Clinical Practice Grades in All Editions of the TPR (Traditional Programs)

Grades summarize program performance on the three indicators (length, supervisory visits, and selection of the mentor teacher), and have been adjusted to reflect changes in scoring between 2013 and 2020. This data does not include alternative certification programs. Figures may not add to 100% due to rounding.

Most traditional programs earn a C, typically because they include at least ten weeks as an apprentice to an experienced teacher and require university supervisors to provide adequate feedback, but don't confirm that selected mentor teachers are high-quality.

Almost all traditional programs schedule ten weeks or more of intensive clinical experience, the first essential component.

Length of Student Teaching (Traditional Programs)

Most traditional programs (71%) provide enough observations from a supervisor, the second essential component.

Supervisor Observations (Traditional Programs)

Figures may not add to 100% due to rounding.

Almost no traditional programs take an active role in screening mentor teachers.

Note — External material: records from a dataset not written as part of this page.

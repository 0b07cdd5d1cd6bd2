//! PNG / JPEG output: the SVG rendering rasterised with resvg

use anyhow::{anyhow, Context, Result};
use std::io::Cursor;

use gbkviz_core::figure::Figure;
use image::{DynamicImage, ImageFormat, RgbaImage};
use resvg::tiny_skia::{Color, Pixmap, Transform};
use resvg::usvg;

use crate::vector_export::VectorExporter;

/// Pixel size of the page at the given resolution
pub fn pixel_size(figure: &Figure, dpi: u32) -> (u32, u32) {
    let px = |cm: f64| ((cm / 2.54 * dpi as f64).round() as u32).max(1);
    (px(figure.width_cm), px(figure.height_cm))
}

impl VectorExporter {
    /// Rasterise the figure onto an opaque pixmap
    pub fn render_pixmap(&self, figure: &Figure) -> Result<Pixmap> {
        let svg = self.render_svg(figure);

        let mut options = usvg::Options::default();
        options.fontdb_mut().load_system_fonts();
        let tree = usvg::Tree::from_str(&svg, &options).context("parsing generated SVG")?;

        let (width, height) = pixel_size(figure, self.config().dpi);
        let mut pixmap =
            Pixmap::new(width, height).ok_or_else(|| anyhow!("cannot allocate {}x{} pixmap", width, height))?;
        pixmap.fill(Color::WHITE);

        let sx = width as f32 / tree.size().width();
        let sy = height as f32 / tree.size().height();
        resvg::render(&tree, Transform::from_scale(sx, sy), &mut pixmap.as_mut());

        log::debug!("Rasterised figure to {}x{} px at {} dpi", width, height, self.config().dpi);
        Ok(pixmap)
    }

    pub fn render_png(&self, figure: &Figure) -> Result<Vec<u8>> {
        let pixmap = self.render_pixmap(figure)?;
        pixmap.encode_png().context("encoding PNG")
    }

    pub fn render_jpeg(&self, figure: &Figure) -> Result<Vec<u8>> {
        let pixmap = self.render_pixmap(figure)?;
        // The page is opaque, so premultiplied and straight alpha agree
        let rgba = RgbaImage::from_raw(pixmap.width(), pixmap.height(), pixmap.data().to_vec())
            .ok_or_else(|| anyhow!("pixmap buffer does not match its size"))?;
        let rgb = DynamicImage::ImageRgba8(rgba).to_rgb8();

        let mut bytes = Cursor::new(Vec::new());
        rgb.write_to(&mut bytes, ImageFormat::Jpeg).context("encoding JPEG")?;
        Ok(bytes.into_inner())
    }
}

#[cfg(test)]
mod tests {
    use super::*;
    use gbkviz_core::figure::FeatureSymbol;

    fn blank_figure() -> Figure {
        Figure {
            width_cm: 2.54,
            height_cm: 1.27,
            span: (0, 100),
            tracks: Vec::new(),
            cross_links: Vec::new(),
            feature_symbol: FeatureSymbol::Box,
            show_label: false,
            label_fsize: 10.0,
            track_size: 0.5,
        }
    }

    #[test]
    fn test_pixel_size_follows_dpi() {
        assert_eq!(pixel_size(&blank_figure(), 100), (100, 50));
        assert_eq!(pixel_size(&blank_figure(), 300), (300, 150));
    }
}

Program Role in Screening Mentor Teachers (Traditional Programs)


Since 2013, traditional programs have not made much progress under the Clinical Practice standard.

Most programs continue to earn a grade of C, a pattern that has not changed since 2013. The trends look no different under undergraduate or graduate level models. No improvement over time can be seen in the length of the clinical practice, the number of observations, or the selection of the mentor teacher.


Most teacher preparation programs do not assert their role with school partners in selecting classroom mentors.

A strong mentor teacher can have an outsized influence on a teacher candidate's growth during clinical practice. While mentor teacher selection should be a cooperative process involving both the teacher preparation program and the placement school, currently, only 4% of traditional teacher preparation programs in the sample check that mentor teachers have either or both of two essential skills: mentorship skill, and instructional skill. Typically, programs send schools a list of student teachers who need mentors and accept the teachers that the schools propose. The one exception is that programs may push back when they have had prior negative experiences with a teacher.

Many programs report that they are not in a position to increase their involvement in the mentor selection process because mentor selection has traditionally been the responsibility of the placement schools and because it can be hard to find teachers who are willing to serve as mentors. They are not wrong. Unfortunately, mentor teachers may be selected without active oversight by both programs and districts simply because they volunteer.


Improvement in this standard will require action by K-12 school partners.

The benefits are clear: Improving clinical experience quality will result in a stronger pool of future teachers. For school districts, improving student teaching can be a clear path to improving the teacher pipeline.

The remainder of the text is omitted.